No local, uma guarnição da Polícia Militar solicitou que o homem se identificasse, mas ele estava sem os documentos pessoais. Ele apresentou apenas um crachá funcional.
Como ele não apresentou nenhum documento oficial que o identificasse, as partes foram conduzidas à delegacia.
Ressalta-se que o cidadão em nenhum momento foi desrespeitado e não houve violação de seus direitos, sendo conduzido à delegacia como passageiro da viatura.
A corporação pauta suas ações nos direitos humanos, na correta conduta e sempre está pronta para atender o pedido de apoio da comunidade.”
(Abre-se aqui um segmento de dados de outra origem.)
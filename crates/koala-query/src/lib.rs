//! Shadow-piercing selector engine for Koala DOM trees.
//!
//! # Scope
//!
//! This crate implements:
//! - **Selector chains**: parts separated by the `>>` deep combinator, each
//!   with an optional engine prefix (`css=`, `css:light=`, `text=`,
//!   `text:light=`) and an optional `*` capture marker.
//!
//! - **CSS Selectors** ([Selectors Level 4](https://www.w3.org/TR/selectors-4/))
//!   - Type, universal, class, and ID selectors
//!   - Attribute selectors with `=`, `~=`, `|=`, `^=`, `$=`, `*=` and the
//!     `i`/`s` modifiers
//!   - Descendant, child, next-sibling, and subsequent-sibling combinators
//!   - Structural pseudo-classes, `:scope`, `:root`, `:empty`, `:not()`
//!   - Comma-separated selector lists
//!
//! - **Shadow DOM** ([DOM § 4.2.2 Shadow trees](https://dom.spec.whatwg.org/#shadow-trees))
//!   - `css` and `text` descend into open shadow roots; their `:light`
//!     variants stay in the light tree
//!   - Closed shadow roots are never entered
//!
//! - **Text matching**: substring, exact (`"..."`), and regular expression
//!   (`/.../flags`) matches against an element's own text.
//!
//! # Example
//!
//! ```
//! use koala_dom::DomTree;
//!
//! let tree = DomTree::from_json(
//!     r#"{"type": "element", "tagName": "section", "children": [
//!         {"type": "element", "tagName": "span", "attributes": {"id": "a"}}
//!     ]}"#,
//! )
//! .unwrap();
//!
//! let spans = koala_query::query_all(&tree, "css=section >> span", tree.root()).unwrap();
//! assert_eq!(spans.len(), 1);
//! ```
//!
//! # Not Yet Implemented
//!
//! - Pseudo-elements and user-action pseudo-classes (`:hover`, `:focus`)
//! - Namespace prefixes in type and attribute selectors
//! - `xpath=` and `id=` engines

/// [`SelectorTree`] implementation for `koala_dom::DomTree`.
pub mod adapter;
/// Union and document ordering of match sets.
pub mod assembler;
/// Attribute selectors per [§ 6](https://www.w3.org/TR/selectors-4/#attribute-selectors).
pub mod attribute;
/// Selector engines.
pub mod engine;
/// Error types.
pub mod error;
/// Staged execution of `>>` chains.
pub mod executor;
/// Matching compiled clauses below a context node.
pub mod matcher;
/// Query configuration.
pub mod options;
/// Compiled selector representation and the clause parser.
pub mod selector;
/// Text patterns for the `text` engines.
pub mod text;
/// Chain splitting and lexical helpers.
pub mod tokenizer;
/// The node capability trait.
pub mod tree;

use std::fmt;
use std::str::FromStr;

use tracing::debug_span;

pub use assembler::DocumentOrder;
pub use attribute::{AttributeOperator, AttributePredicate, CaseSensitivity};
pub use engine::Engine;
pub use error::{SelectorResult, SelectorSyntaxError};
pub use matcher::Matcher;
pub use options::QueryOptions;
pub use selector::{
    Combinator, CompiledClause, ComplexSelector, CompoundSelector, Nth, PseudoClass,
    PseudoClassName, SelectorList, SimpleSelector,
};
pub use text::TextPattern;
pub use tokenizer::{SelectorPart, tokenize};
pub use tree::{NodeKind, SelectorTree};

/// One compiled `>>` part of a [`Selector`].
#[derive(Debug, Clone)]
pub struct CompiledPart {
    /// Engine evaluating the clause.
    pub engine: Engine,
    /// The compiled clause.
    pub clause: CompiledClause,
    /// Whether this part's matches are the query result.
    pub capture: bool,
}

/// A compiled selector chain.
///
/// Compile once, query many times: a `Selector` is immutable and can be
/// shared across threads.
///
/// ```
/// use koala_query::Selector;
///
/// let selector: Selector = "*css = section >> css:light=div, span".parse().unwrap();
/// assert_eq!(selector.parts().len(), 2);
/// assert!(selector.parts()[0].capture);
/// assert_eq!(selector.to_string(), "*css=section >> css:light=div, span");
/// ```
#[derive(Debug, Clone)]
pub struct Selector {
    parts: Vec<CompiledPart>,
}

impl Selector {
    /// Compile `selector` with default options.
    ///
    /// # Errors
    ///
    /// Returns a [`SelectorSyntaxError`] if the selector does not parse.
    pub fn parse(selector: &str) -> SelectorResult<Self> {
        Self::parse_with(selector, &QueryOptions::default())
    }

    /// Compile `selector` with `options`.
    ///
    /// # Errors
    ///
    /// Returns a [`SelectorSyntaxError`] if the selector does not parse.
    pub fn parse_with(selector: &str, options: &QueryOptions) -> SelectorResult<Self> {
        let parts = tokenize(selector, options.default_engine)?
            .into_iter()
            .map(|part| {
                Ok(CompiledPart {
                    engine: part.engine,
                    clause: CompiledClause::compile(part.engine, &part.clause, part.offset, options)?,
                    capture: part.capture,
                })
            })
            .collect::<SelectorResult<Vec<_>>>()?;
        Ok(Self { parts })
    }

    /// The compiled parts, in chain order.
    #[must_use]
    pub fn parts(&self) -> &[CompiledPart] {
        &self.parts
    }

    /// Every match below `root`, in document order.
    pub fn query_all<T: SelectorTree>(&self, tree: &T, root: T::Node) -> Vec<T::Node> {
        let _span = debug_span!("query", selector = %self, ?root).entered();
        executor::execute(tree, &self.parts, root)
    }

    /// The first match below `root` in document order.
    pub fn query_single<T: SelectorTree>(&self, tree: &T, root: T::Node) -> Option<T::Node> {
        self.query_all(tree, root).into_iter().next()
    }
}

impl FromStr for Selector {
    type Err = SelectorSyntaxError;

    fn from_str(s: &str) -> Result<Self, Self::Err> {
        Self::parse(s)
    }
}

impl fmt::Display for Selector {
    fn fmt(&self, f: &mut fmt::Formatter<'_>) -> fmt::Result {
        for (i, part) in self.parts.iter().enumerate() {
            if i > 0 {
                f.write_str(" >> ")?;
            }
            if part.capture {
                f.write_str("*")?;
            }
            write!(f, "{}={}", part.engine, part.clause)?;
        }
        Ok(())
    }
}

/// Query entry points bound to a set of [`QueryOptions`].
#[derive(Debug, Clone, Default)]
pub struct QueryEngine {
    options: QueryOptions,
}

impl QueryEngine {
    /// An engine compiling selectors with `options`.
    #[must_use]
    pub const fn new(options: QueryOptions) -> Self {
        Self { options }
    }

    /// The options selectors are compiled with.
    #[must_use]
    pub const fn options(&self) -> &QueryOptions {
        &self.options
    }

    /// Compile `selector`.
    ///
    /// # Errors
    ///
    /// Returns a [`SelectorSyntaxError`] if the selector does not parse.
    pub fn compile(&self, selector: &str) -> SelectorResult<Selector> {
        Selector::parse_with(selector, &self.options)
    }

    /// Every match of `selector` below `root`, in document order.
    ///
    /// # Errors
    ///
    /// Returns a [`SelectorSyntaxError`] if the selector does not parse; an
    /// empty result is not an error.
    pub fn query_all<T: SelectorTree>(
        &self,
        tree: &T,
        selector: &str,
        root: T::Node,
    ) -> SelectorResult<Vec<T::Node>> {
        Ok(self.compile(selector)?.query_all(tree, root))
    }

    /// The first match of `selector` below `root` in document order.
    ///
    /// # Errors
    ///
    /// Returns a [`SelectorSyntaxError`] if the selector does not parse.
    pub fn query_single<T: SelectorTree>(
        &self,
        tree: &T,
        selector: &str,
        root: T::Node,
    ) -> SelectorResult<Option<T::Node>> {
        Ok(self.compile(selector)?.query_single(tree, root))
    }
}

/// Every match of `selector` below `root`, in document order, using default
/// options.
///
/// # Errors
///
/// Returns a [`SelectorSyntaxError`] if the selector does not parse.
pub fn query_all<T: SelectorTree>(
    tree: &T,
    selector: &str,
    root: T::Node,
) -> SelectorResult<Vec<T::Node>> {
    QueryEngine::default().query_all(tree, selector, root)
}

/// The first match of `selector` below `root`, using default options.
///
/// # Errors
///
/// Returns a [`SelectorSyntaxError`] if the selector does not parse.
pub fn query_single<T: SelectorTree>(
    tree: &T,
    selector: &str,
    root: T::Node,
) -> SelectorResult<Option<T::Node>> {
    QueryEngine::default().query_single(tree, selector, root)
}
/// Byte offset of the `>>` ending a text part that starts at the top of
/// `text`, if any.
///
/// A clause opening with a quote must close it, and the literal is skipped.
/// A clause opening with `/` skips to the closing `/` when there is one.
/// Everything else is searched as plain text.
fn text_part_end(text: &str, clause_start: usize) -> SelectorResult<Option<usize>> {
    let clause = &text[clause_start..];
    let mut literal_end = 0;
    if let Some(delimiter @ ('"' | '\'' | '/')) = clause.chars().next() {
        let mut chars = clause.char_indices().skip(1);
        let mut closed = false;
        while let Some((i, c)) = chars.next() {
            if c == '\\' {
                let _ = chars.next();
            } else if c == delimiter {
                literal_end = i + 1;
                closed = true;
                break;
            }
        }
        if !closed && delimiter != '/' {
            return Err(SelectorSyntaxError::UnterminatedString {
                position: clause_start,
            });
        }
    }

    let searched = clause_start + literal_end;
    Ok(text[searched..]
        .find(DEEP_COMBINATOR)
        .map(|i| searched + i))
}

/// The `*` marker and `name=` prefix at the start of a part.
struct Prefix<'a> {
    /// Whether a `*` capture marker precedes the prefix.
    capture: bool,
    /// The engine name as written, if there is a prefix.
    engine_name: Option<&'a str>,
    /// Offset of the clause within the part, after the prefix and any
    /// whitespace.
    clause_start: usize,
}

impl<'a> Prefix<'a> {
    fn read(part: &'a str) -> Self {
        let text = part.trim_start();
        let mut offset = part.len() - text.len();

        // A `*` is only a capture marker when an engine prefix follows it;
        // otherwise it is the universal selector.
        let (capture, rest) = match text.strip_prefix('*') {
            Some(rest) if engine_prefix(rest).is_some() => (true, rest),
            _ => (false, text),
        };
        if capture {
            offset += 1;
        }

        match engine_prefix(rest) {
            Some((name, consumed)) => {
                let after = &rest[consumed..];
                let skipped = after.len() - after.trim_start().len();
                Self {
                    capture,
                    engine_name: Some(name),
                    clause_start: offset + consumed + skipped,
                }
            }
            None => Self {
                capture,
                engine_name: None,
                clause_start: offset,
            },
        }
    }
}

/// Resolve the capture marker and engine of one part.
fn parse_part(segment: Segment<'_>, default_engine: Engine) -> SelectorResult<SelectorPart> {
    let prefix = Prefix::read(segment.text);
    let engine = match prefix.engine_name {
        Some(name) => name
            .parse::<Engine>()
            .map_err(|_| SelectorSyntaxError::UnknownEngine {
                name: name.to_string(),
            })?,
        None => default_engine,
    };

    let clause = segment.text[prefix.clause_start..].trim_end();
    if clause.is_empty() {
        return Err(SelectorSyntaxError::EmptySelector);
    }

    Ok(SelectorPart {
        engine,
        clause: clause.to_string(),
        offset: segment.offset + prefix.clause_start,
        capture: prefix.capture,
    })
}

/// Match `name` `ws*` `=` at the start of `text`.
///
/// Returns the name and the number of bytes up to and including the `=`.
fn engine_prefix(text: &str) -> Option<(&str, usize)> {
    let name_len = text
        .find(|c: char| !(c.is_ascii_alphanumeric() || matches!(c, '_' | '-' | ':')))
        .unwrap_or(text.len());
    let name = &text[..name_len];
    if !name.starts_with(|c: char| c.is_ascii_alphabetic()) {
        return None;
    }

    let after = &text[name_len..];
    let spaces = after.len() - after.trim_start().len();
    after[spaces..]
        .starts_with('=')
        .then_some((name, name_len + spaces + 1))
}

/// A character cursor over clause text.
///
/// Tracks a byte position so errors can point into the original selector;
/// `base` is the offset of the clause within that selector.
pub(crate) struct Cursor<'a> {
    input: &'a str,
    position: usize,
    base: usize,
}

impl<'a> Cursor<'a> {
    pub(crate) const fn new(input: &'a str, base: usize) -> Self {
        Self {
            input,
            position: 0,
            base,
        }
    }

    /// Offset of the next character within the whole selector.
    pub(crate) const fn offset(&self) -> usize {
        self.base + self.position
    }

    pub(crate) fn is_eof(&self) -> bool {
        self.position >= self.input.len()
    }

    pub(crate) fn peek(&self) -> Option<char> {
        self.input[self.position..].chars().next()
    }

    pub(crate) fn peek_at(&self, offset: usize) -> Option<char> {
        self.input[self.position..].chars().nth(offset)
    }

    /// Consume and return the next character.
    pub(crate) fn consume(&mut self) -> Option<char> {
        let c = self.peek()?;
        self.position += c.len_utf8();
        Some(c)
    }

    /// Consume the next character if it is `expected`.
    pub(crate) fn eat(&mut self, expected: char) -> bool {
        if self.peek() == Some(expected) {
            self.position += expected.len_utf8();
            true
        } else {
            false
        }
    }

    /// Skip whitespace; returns whether any was skipped.
    pub(crate) fn skip_whitespace(&mut self) -> bool {
        let start = self.position;
        while self.peek().is_some_and(is_whitespace) {
            self.position += 1;
        }
        self.position > start
    }

    /// Skip `bytes` bytes of the remainder; must land on a char boundary.
    pub(crate) fn advance(&mut self, bytes: usize) {
        self.position = (self.position + bytes).min(self.input.len());
    }

    /// The unconsumed remainder.
    pub(crate) fn rest(&self) -> &'a str {
        &self.input[self.position..]
    }

    /// An error for the next character, or for running out of input.
    pub(crate) fn unexpected(&self, expected: &'static str) -> SelectorSyntaxError {
        match self.peek() {
            Some(found) => SelectorSyntaxError::UnexpectedCharacter {
                found,
                position: self.offset(),
            },
            None => SelectorSyntaxError::UnexpectedEnd { expected },
        }
    }

    /// [§ 4.3.8 Check if two code points are a valid escape](https://www.w3.org/TR/css-syntax-3/#starts-with-a-valid-escape)
    pub(crate) fn at_valid_escape(&self) -> bool {
        self.peek() == Some('\\') && self.peek_at(1).is_some_and(|c| c != '\n')
    }

    /// [§ 4.3.11 Consume an ident sequence](https://www.w3.org/TR/css-syntax-3/#consume-name)
    ///
    /// "Repeatedly consume the next input code point from the stream:
    /// ident code point: Append the code point to result.
    /// the stream starts with a valid escape: Consume an escaped code point.
    /// anything else: Reconsume the current input code point. Return result."
    pub(crate) fn consume_name(&mut self) -> String {
        let mut result = String::new();
        loop {
            match self.peek() {
                Some(c) if is_ident_code_point(c) => {
                    result.push(c);
                    self.position += c.len_utf8();
                }
                Some('\\') if self.at_valid_escape() => {
                    self.position += 1;
                    result.push(self.consume_escaped_code_point());
                }
                _ => return result,
            }
        }
    }

    /// [§ 4.3.5 Consume a string token](https://www.w3.org/TR/css-syntax-3/#consume-string-token)
    ///
    /// Called with the cursor on the opening quote. Unlike a stylesheet
    /// tokenizer, a newline or EOF before the closing quote is an error.
    pub(crate) fn consume_string(&mut self) -> SelectorResult<String> {
        let start = self.offset();
        let ending = self
            .consume()
            .ok_or(SelectorSyntaxError::UnexpectedEnd { expected: "a string" })?;
        let mut value = String::new();
        loop {
            match self.consume() {
                Some(c) if c == ending => return Ok(value),
                None | Some('\n') => {
                    return Err(SelectorSyntaxError::UnterminatedString { position: start });
                }
                Some('\\') => match self.peek() {
                    // "If the next input code point is EOF, do nothing."
                    None => {}
                    // "Otherwise, if the next input code point is a newline, consume it."
                    Some('\n') => self.position += 1,
                    Some(_) => value.push(self.consume_escaped_code_point()),
                },
                Some(c) => value.push(c),
            }
        }
    }

    /// An unquoted attribute value: everything up to whitespace or `]`,
    /// with escapes decoded.
    pub(crate) fn consume_unquoted_value(&mut self) -> String {
        let mut value = String::new();
        while let Some(c) = self.peek() {
            if is_whitespace(c) || c == ']' {
                break;
            }
            self.position += c.len_utf8();
            if c == '\\' && !self.is_eof() {
                value.push(self.consume_escaped_code_point());
            } else {
                value.push(c);
            }
        }
        value
    }

    /// [§ 4.3.7 Consume an escaped code point](https://www.w3.org/TR/css-syntax-3/#consume-escaped-code-point)
    ///
    /// Called after the backslash has been consumed.
    fn consume_escaped_code_point(&mut self) -> char {
        match self.consume() {
            // "hex digit"
            Some(c) if c.is_ascii_hexdigit() => {
                let mut hex = c.to_string();
                // "Consume as many hex digits as possible, but no more than 5."
                while hex.len() < 6 && self.peek().is_some_and(|c| c.is_ascii_hexdigit()) {
                    if let Some(digit) = self.consume() {
                        hex.push(digit);
                    }
                }
                // "If the next input code point is whitespace, consume it as well."
                if self.peek().is_some_and(is_whitespace) {
                    self.position += 1;
                }
                // "If this number is zero, or is for a surrogate, or is greater than the
                // maximum allowed code point, return U+FFFD REPLACEMENT CHARACTER."
                u32::from_str_radix(&hex, 16)
                    .ok()
                    .filter(|&cp| cp != 0)
                    .and_then(char::from_u32)
                    .unwrap_or('\u{FFFD}')
            }
            // "EOF: This is a parse error. Return U+FFFD REPLACEMENT CHARACTER."
            None => '\u{FFFD}',
            // "anything else: Return the current input code point."
            Some(c) => c,
        }
    }
}
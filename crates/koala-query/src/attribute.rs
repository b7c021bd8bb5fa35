//! Attribute selectors per [§ 6 Attribute selectors](https://www.w3.org/TR/selectors-4/#attribute-selectors).

use std::fmt;

use crate::selector::{write_identifier, write_string};

/// [§ 6.1 Attribute presence and value selectors](https://www.w3.org/TR/selectors-4/#attribute-representation)
/// [§ 6.2 Substring matching attribute selectors](https://www.w3.org/TR/selectors-4/#attribute-substrings)
#[derive(Debug, Clone, Copy, PartialEq, Eq)]
pub enum AttributeOperator {
    /// `[att]`: "Represents an element with the att attribute, whatever the
    /// value of the attribute."
    Exists,

    /// `[att=val]`: "Represents an element with the att attribute whose value
    /// is exactly 'val'."
    Equals,

    /// `[att~=val]`: "Represents an element with the att attribute whose value
    /// is a whitespace-separated list of words, one of which is exactly 'val'.
    /// If 'val' contains whitespace, it will never represent anything."
    Includes,

    /// `[att|=val]`: "Represents an element with the att attribute, its value
    /// either being exactly 'val' or beginning with 'val' immediately
    /// followed by '-'."
    DashMatch,

    /// `[att^=val]`: "Represents an element with the att attribute whose value
    /// begins with the prefix 'val'. If 'val' is the empty string then the
    /// selector does not represent anything."
    Prefix,

    /// `[att$=val]`: "...whose value ends with the suffix 'val'."
    Suffix,

    /// `[att*=val]`: "...whose value contains at least one instance of the
    /// substring 'val'."
    Substring,
}

impl AttributeOperator {
    /// Operator text as written between name and value.
    #[must_use]
    pub const fn as_str(self) -> &'static str {
        match self {
            Self::Exists => "",
            Self::Equals => "=",
            Self::Includes => "~=",
            Self::DashMatch => "|=",
            Self::Prefix => "^=",
            Self::Suffix => "$=",
            Self::Substring => "*=",
        }
    }

    /// Operator for the character preceding `=`, or `None` for a bare `=`.
    pub(crate) const fn from_prefix(c: char) -> Option<Self> {
        match c {
            '~' => Some(Self::Includes),
            '|' => Some(Self::DashMatch),
            '^' => Some(Self::Prefix),
            '$' => Some(Self::Suffix),
            '*' => Some(Self::Substring),
            _ => None,
        }
    }
}

/// [§ 6.3 Case-sensitivity](https://www.w3.org/TR/selectors-4/#attribute-case)
#[derive(Debug, Clone, Copy, Default, PartialEq, Eq)]
pub enum CaseSensitivity {
    /// Default matching: values compare exactly.
    #[default]
    Sensitive,
    /// The `i` modifier: "the attribute value is matched ASCII
    /// case-insensitively", extended here to a full locale-independent
    /// lower-case mapping.
    Insensitive,
    /// The explicit `s` modifier.
    ExplicitlySensitive,
}

/// One bracketed attribute test.
#[derive(Debug, Clone, PartialEq, Eq)]
pub struct AttributePredicate {
    /// Attribute name, ASCII-lowercased.
    pub name: String,
    /// Comparison operator.
    pub operator: AttributeOperator,
    /// Expected value with escapes decoded; empty for [`AttributeOperator::Exists`].
    pub value: String,
    /// Case-sensitivity modifier.
    pub case: CaseSensitivity,
}

impl AttributePredicate {
    /// `[name]`
    #[must_use]
    pub fn exists(name: &str) -> Self {
        Self {
            name: name.to_ascii_lowercase(),
            operator: AttributeOperator::Exists,
            value: String::new(),
            case: CaseSensitivity::Sensitive,
        }
    }

    /// `[name op "value"]`
    #[must_use]
    pub fn new(name: &str, operator: AttributeOperator, value: &str, case: CaseSensitivity) -> Self {
        Self {
            name: name.to_ascii_lowercase(),
            operator,
            value: value.to_string(),
            case,
        }
    }

    /// Evaluate against the candidate's value for [`name`](Self::name).
    ///
    /// A missing attribute never matches.
    #[must_use]
    pub fn matches(&self, actual: Option<&str>) -> bool {
        let Some(actual) = actual else {
            return false;
        };
        if self.operator == AttributeOperator::Exists {
            return true;
        }

        if self.case == CaseSensitivity::Insensitive {
            compare(self.operator, &actual.to_lowercase(), &self.value.to_lowercase())
        } else {
            compare(self.operator, actual, &self.value)
        }
    }
}

fn compare(operator: AttributeOperator, actual: &str, expected: &str) -> bool {
    match operator {
        AttributeOperator::Exists => true,
        AttributeOperator::Equals => actual == expected,
        AttributeOperator::Includes => {
            !expected.is_empty()
                && !expected.contains(char::is_whitespace)
                && actual.split_whitespace().any(|word| word == expected)
        }
        AttributeOperator::DashMatch => {
            actual == expected
                || actual
                    .strip_prefix(expected)
                    .is_some_and(|rest| rest.starts_with('-'))
        }
        AttributeOperator::Prefix => !expected.is_empty() && actual.starts_with(expected),
        AttributeOperator::Suffix => !expected.is_empty() && actual.ends_with(expected),
        AttributeOperator::Substring => !expected.is_empty() && actual.contains(expected),
    }
}

impl fmt::Display for AttributePredicate {
    fn fmt(&self, f: &mut fmt::Formatter<'_>) -> fmt::Result {
        f.write_str("[")?;
        write_identifier(f, &self.name)?;
        if self.operator != AttributeOperator::Exists {
            f.write_str(self.operator.as_str())?;
            write_string(f, &self.value)?;
            match self.case {
                CaseSensitivity::Sensitive => {}
                CaseSensitivity::Insensitive => f.write_str(" i")?,
                CaseSensitivity::ExplicitlySensitive => f.write_str(" s")?,
            }
        }
        f.write_str("]")
    }
}
//! Text patterns for the `text` engines.
//!
//! A text clause matches an element by its own text: the concatenation of
//! its direct text-node children, with runs of whitespace collapsed to one
//! space and the ends trimmed.
//!
//! | Clause | Matches |
//! |---|---|
//! | `Hello` | own text contains `hello`, ASCII and Unicode case-insensitively |
//! | `"Hello"` or `'Hello'` | own text is exactly `Hello` |
//! | `/hel+o/i` | own text matches the regular expression |

use std::fmt;

use regex::{Regex, RegexBuilder};

use crate::error::{SelectorResult, SelectorSyntaxError};
use crate::selector::write_string;
use crate::tokenizer::Cursor;

/// A compiled text clause.
#[derive(Debug, Clone)]
pub enum TextPattern {
    /// Unquoted: case-insensitive substring.
    Substring {
        /// Normalized needle, lower-cased
        needle: String,
    },

    /// Quoted: whole-text equality after normalization.
    Exact {
        /// Normalized expected text
        text: String,
    },

    /// `/pattern/flags`
    Regex {
        /// Compiled expression
        regex: Regex,
        /// Pattern as written between the slashes
        source: String,
        /// Flags as written after the closing slash
        flags: String,
    },
}

impl TextPattern {
    /// Compile a text clause.
    ///
    /// # Errors
    ///
    /// Returns [`SelectorSyntaxError::UnterminatedString`] for a quoted clause
    /// missing its closing quote, [`SelectorSyntaxError::UnexpectedCharacter`]
    /// for text after the closing quote, and
    /// [`SelectorSyntaxError::InvalidRegex`] for a regular expression the
    /// `regex` crate rejects.
    pub fn parse(clause: &str) -> SelectorResult<Self> {
        if clause.starts_with(['"', '\'']) {
            let mut cursor = Cursor::new(clause, 0);
            let text = cursor.consume_string()?;
            let _ = cursor.skip_whitespace();
            if !cursor.is_eof() {
                return Err(cursor.unexpected("the end of the text"));
            }
            return Ok(Self::Exact {
                text: normalize_whitespace(&text),
            });
        }

        // `/pattern/flags`; anything else starting with a slash is plain text.
        if let Some((source, flags)) = clause
            .strip_prefix('/')
            .and_then(|body| body.rsplit_once('/'))
            .filter(|(_, flags)| flags.chars().all(|c| matches!(c, 'i' | 'm' | 's')))
        {
            return Self::regex(source, flags);
        }

        Ok(Self::Substring {
            needle: normalize_whitespace(clause).to_lowercase(),
        })
    }

    fn regex(source: &str, flags: &str) -> SelectorResult<Self> {
        let regex = RegexBuilder::new(source)
            .case_insensitive(flags.contains('i'))
            .multi_line(flags.contains('m'))
            .dot_matches_new_line(flags.contains('s'))
            .build()
            .map_err(|e| SelectorSyntaxError::InvalidRegex {
                pattern: source.to_string(),
                message: e.to_string(),
            })?;

        Ok(Self::Regex {
            regex,
            source: source.to_string(),
            flags: flags.to_string(),
        })
    }

    /// Whether an element whose direct text children concatenate to
    /// `own_text` matches.
    #[must_use]
    pub fn matches(&self, own_text: &str) -> bool {
        let text = normalize_whitespace(own_text);
        match self {
            Self::Substring { needle } => text.to_lowercase().contains(needle.as_str()),
            Self::Exact { text: expected } => text == *expected,
            Self::Regex { regex, .. } => regex.is_match(&text),
        }
    }
}

/// Collapse whitespace runs to a single space and trim.
fn normalize_whitespace(text: &str) -> String {
    text.split_whitespace().collect::<Vec<_>>().join(" ")
}

impl fmt::Display for TextPattern {
    fn fmt(&self, f: &mut fmt::Formatter<'_>) -> fmt::Result {
        match self {
            Self::Substring { needle } => f.write_str(needle),
            Self::Exact { text } => write_string(f, text),
            Self::Regex { source, flags, .. } => write!(f, "/{source}/{flags}"),
        }
    }
}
A ONG Instituto Aprender não respondeu ao e-mail da reportagem nem as diversas ligações nos dois números de telefone disponíveis na internet. A organização não governamental tem parceria com a Secretaria de Desenvolvimento Social do DF, que afirmou que “repudia totalmente qualquer tipo de ação discriminatória”.
Veja a íntegra da nota da Sedes:
“A Sedes enfatiza que esses trabalhadores são de responsabilidade das entidades parceiras. No entanto, a pasta enfatiza que repudia totalmente qualquer tipo de ação ou reação discriminatória.”
O Instituto Brasília Ambiental, questionado sobre a atuação dos vigilantes do parque, informou apenas que “o GDF só vai se manifestar após apuração completa dos fatos”.